Sejarah seharusnya memiliki permulaan. Jika sejarawan gagal memberikan bukti catatan tertulis, setiap orang bahkan oleh penduduknya sendiri akan menciptakan imajinasi sendiri. Untuk menghindari hal itu terjadi, sumber utama yang digunakan dalam artikel ini adalah ‘sumber primer’ seperti surat kabar dan majalah sejaman, foto dan peta-peta. Sumber buku hanya digunakan sebagai pendukung (pembanding), karena saya anggap buku juga merupakan hasil kompilasi (analisis) dari sumber-sumber primer. Dalam penulisan artikel ini tidak semua sumber disebutkan lagi karena sudah disebut di artikel saya yang lain. Hanya sumber-sumber baru yang disebutkan atau sumber yang sudah pernah disebut di artikel lain disebutkan kembali di artikel ini hanya untuk lebih menekankan saja.

Bahasa Inanwatan Bahasa Suabo Pantai Barat Vogelkop Kepala Burung Pulau Papua; Nama Inanwatan dan Amaroe 

Nama bahasa Inanwatan merujuk nama tempat Inanwatan. Sejak kapan kampong Inanwatan terinformasikan? Satu yang jelas Kampong Baroe belum lama dibuka (lihat De Preanger-bode, 22-01-1911). Disebutkan pembangunan kampong baru sebagai pesanggrahan dan juga tempat Radja yang baru dilantik. Kampong Baru ini diduga dimana kini tempat Puskesmas Matemani (desa Nusa).


Kampong Baru berada di sisi utara sungai Kais tidak jauh dari muara. Kampong Inanwatan diduga dalah kampong yang sudah sangat tua. Secara geomorfologis kampong Inanwatan ini diduga dulunya berada di suatu pulau. Pulau Inanwatam ini berada di suatu teluk dimana sungai Kais bermuara. Proses sedimentasi jangka panjang wilayah terluk menjadi rawa-rawa yang kemudian terbentuk daratan baru yang menyatukan pulau dengan daratan pulau Papua. Jalan air yang terbentuk di dalam rawa-rawa tempo dulu menuju laut menjadi awal mula terbentuk sungai Matemani dan sungai Inanwatan.

Sungai Kais berhulu di danau Amaroe (kini disebut Ayamaru). Inanwatan sebagai kota pantai yang menjadi pusat perdagangan awal yang terhubung ke wilayah populasi di danau Amaroe di pedalaman. Kota Inanwatan adalah kota tua sedangkan tetangganya kota Teminabuan adalah kota yang lebih baru.

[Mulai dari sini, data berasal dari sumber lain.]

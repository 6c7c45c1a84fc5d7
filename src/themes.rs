//! Theme catalog.
//!
//! Every visual/copy variant of the invitation is a [`ThemeProfile`] looked up
//! by [`ThemeId`]. The scene, form and submission logic never branch on the
//! id itself; they only ask the catalog for the active profile.

use std::fmt;
use std::str::FromStr;

use ratatui::style::Color;
use serde::{Deserialize, Serialize};

use crate::ui::form::RsvpChoice;

#[derive(Debug, Clone, Copy, PartialEq, Eq, Hash, Serialize, Deserialize)]
#[serde(rename_all = "lowercase")]
pub enum ThemeId {
    Perk,
    Garden,
    Midnight,
}

impl ThemeId {
    pub const ALL: [ThemeId; 3] = [ThemeId::Perk, ThemeId::Garden, ThemeId::Midnight];

    pub fn as_str(&self) -> &'static str {
        match self {
            ThemeId::Perk => "perk",
            ThemeId::Garden => "garden",
            ThemeId::Midnight => "midnight",
        }
    }
}

impl fmt::Display for ThemeId {
    fn fmt(&self, f: &mut fmt::Formatter<'_>) -> fmt::Result {
        f.write_str(self.as_str())
    }
}

#[derive(Debug, Clone, PartialEq, Eq)]
pub struct UnknownTheme(pub String);

impl fmt::Display for UnknownTheme {
    fn fmt(&self, f: &mut fmt::Formatter<'_>) -> fmt::Result {
        write!(f, "Theme '{}' not found", self.0)
    }
}

impl std::error::Error for UnknownTheme {}

impl FromStr for ThemeId {
    type Err = UnknownTheme;

    fn from_str(s: &str) -> Result<Self, Self::Err> {
        ThemeId::ALL
            .into_iter()
            .find(|id| id.as_str().eq_ignore_ascii_case(s.trim()))
            .ok_or_else(|| UnknownTheme(s.to_string()))
    }
}

/// Label pair shown on an RSVP card.
#[derive(Debug, Clone, Copy, PartialEq, Eq)]
pub struct OptionLabel {
    pub text: &'static str,
    pub subtext: &'static str,
}

#[derive(Debug, Clone, Copy, PartialEq, Eq)]
pub struct Palette {
    /// Door and header background.
    pub primary: Color,
    /// Door frame, separators, confetti.
    pub accent: Color,
    pub light: Color,
    pub yes: Color,
    pub maybe: Color,
    pub no: Color,
}

impl Palette {
    pub fn choice(&self, choice: RsvpChoice) -> Color {
        match choice {
            RsvpChoice::Yes => self.yes,
            RsvpChoice::Maybe => self.maybe,
            RsvpChoice::No => self.no,
        }
    }

    /// Colors handed to the confetti trigger.
    pub fn confetti(&self) -> Vec<Color> {
        vec![self.primary, self.accent, self.light]
    }
}

/// Copy and palette for one invitation variant.
#[derive(Debug, Clone, PartialEq, Eq)]
pub struct ThemeProfile {
    pub id: ThemeId,
    pub display_name: &'static str,
    pub door_label: &'static str,
    pub door_prompt: &'static str,
    pub title: &'static str,
    pub details: &'static str,
    pub venue: &'static str,
    pub name_placeholder: &'static str,
    pub question: &'static str,
    pub yes: OptionLabel,
    pub maybe: OptionLabel,
    pub no: OptionLabel,
    pub maybe_note: &'static str,
    pub success_title: &'static str,
    pub success_body: &'static str,
    pub palette: Palette,
}

impl ThemeProfile {
    pub fn option(&self, choice: RsvpChoice) -> OptionLabel {
        match choice {
            RsvpChoice::Yes => self.yes,
            RsvpChoice::Maybe => self.maybe,
            RsvpChoice::No => self.no,
        }
    }
}

const PERK: ThemeProfile = ThemeProfile {
    id: ThemeId::Perk,
    display_name: "Purple Door",
    door_label: "KNOCK KNOCK",
    door_prompt: "Press Enter to open the door",
    title: "The One With The Engagement",
    details: "Dec 10 • 5:30 PM • Our Central Perk",
    venue: "(Accord Chrome, Chrompet)",
    name_placeholder: "Chandler Bing",
    question: "Are you coming?",
    yes: OptionLabel {
        text: "I'll be there for you!",
        subtext: "Accept",
    },
    maybe: OptionLabel {
        text: "We were on a break...",
        subtext: "Maybe",
    },
    no: OptionLabel {
        text: "I'm in Yemen",
        subtext: "Will be cheering for you guys from afar",
    },
    maybe_note: "I'll reach out to you again on Dec 8th",
    success_title: "You're our Lobster!",
    success_body: "Thanks for letting us know. We can't wait to celebrate with you.",
    palette: Palette {
        primary: Color::Rgb(0x92, 0x6f, 0x98),
        accent: Color::Rgb(0xf4, 0xc4, 0x30),
        light: Color::Rgb(0xff, 0xff, 0xff),
        yes: Color::Rgb(0x22, 0xc5, 0x5e),
        maybe: Color::Rgb(0xf5, 0x9e, 0x0b),
        no: Color::Rgb(0xef, 0x44, 0x44),
    },
};

const GARDEN: ThemeProfile = ThemeProfile {
    id: ThemeId::Garden,
    display_name: "Garden Gate",
    door_label: "RING THE BELL",
    door_prompt: "Press Enter to open the gate",
    title: "Tea Under The Willow",
    details: "Dec 10 • 4:00 PM • The Back Garden",
    venue: "(Bring a hat)",
    name_placeholder: "Your full name",
    question: "Will you join us?",
    yes: OptionLabel {
        text: "Save me a cup!",
        subtext: "Accept",
    },
    maybe: OptionLabel {
        text: "Still checking the weather...",
        subtext: "Maybe",
    },
    no: OptionLabel {
        text: "Can't make it this time",
        subtext: "Sending flowers instead",
    },
    maybe_note: "We'll check in with you again a few days before",
    success_title: "See you in the garden!",
    success_body: "Thanks for replying. The kettle will be on.",
    palette: Palette {
        primary: Color::Rgb(0x3f, 0x6b, 0x4a),
        accent: Color::Rgb(0xe8, 0xb4, 0xbc),
        light: Color::Rgb(0xfa, 0xf7, 0xf0),
        yes: Color::Rgb(0x4a, 0xde, 0x80),
        maybe: Color::Rgb(0xfa, 0xcc, 0x15),
        no: Color::Rgb(0xf8, 0x71, 0x71),
    },
};

const MIDNIGHT: ThemeProfile = ThemeProfile {
    id: ThemeId::Midnight,
    display_name: "Midnight Hall",
    door_label: "KNOCK TWICE",
    door_prompt: "Press Enter to step inside",
    title: "A Night Under The Stars",
    details: "Dec 10 • 8:00 PM • The Rooftop",
    venue: "(Dress code: sparkle)",
    name_placeholder: "Your full name",
    question: "Can we count on you?",
    yes: OptionLabel {
        text: "Wouldn't miss it",
        subtext: "Accept",
    },
    maybe: OptionLabel {
        text: "Let me check the stars",
        subtext: "Maybe",
    },
    no: OptionLabel {
        text: "I'll be on another planet",
        subtext: "Raising a glass from afar",
    },
    maybe_note: "We'll ask again closer to the night",
    success_title: "You're on the list!",
    success_body: "Thanks for letting us know. Dust off your dancing shoes.",
    palette: Palette {
        primary: Color::Rgb(0x1e, 0x1b, 0x4b),
        accent: Color::Rgb(0xc0, 0xc0, 0xd8),
        light: Color::Rgb(0xfd, 0xe6, 0x8a),
        yes: Color::Rgb(0x34, 0xd3, 0x99),
        maybe: Color::Rgb(0xfb, 0xbf, 0x24),
        no: Color::Rgb(0xfb, 0x71, 0x85),
    },
};

static CATALOG: [ThemeProfile; 3] = [PERK, GARDEN, MIDNIGHT];

/// All built-in profiles, in picker order.
pub fn catalog() -> &'static [ThemeProfile] {
    &CATALOG
}

pub fn profile(id: ThemeId) -> &'static ThemeProfile {
    match id {
        ThemeId::Perk => &CATALOG[0],
        ThemeId::Garden => &CATALOG[1],
        ThemeId::Midnight => &CATALOG[2],
    }
}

Nama Inanwatam dan Amaroe besar kemungkinan nama yang sudah dikenal sejak zaman kampau. Duan ama ini diduga memiliki makna masa lampau dan saling terkait. Nama Ina mungkin terkait dengan ina-ibu dan Ama mungkin terkait dengan ama-ayah. Roe diduga berasal dari kata aroe yang artinya sungai. Bagaimana dengan nama Kais?

Bahasa Inanwatam juga disebut bahasa Suabo. Nama Suabo terinformasikam pada tahun 1906 (lihat Bataviaasch nieuwsblad, 10-12-1906). Disebutkan Soeabor adalah sebuah daratan diantara muara sungai Kaiboes dan muara sungai Waronge. Seperti halnya Inanwatam, di daratan Soeabo ini terbentuk kampong baru di bagian dalam sungai Kaibaoes yang disebut kampong Konda.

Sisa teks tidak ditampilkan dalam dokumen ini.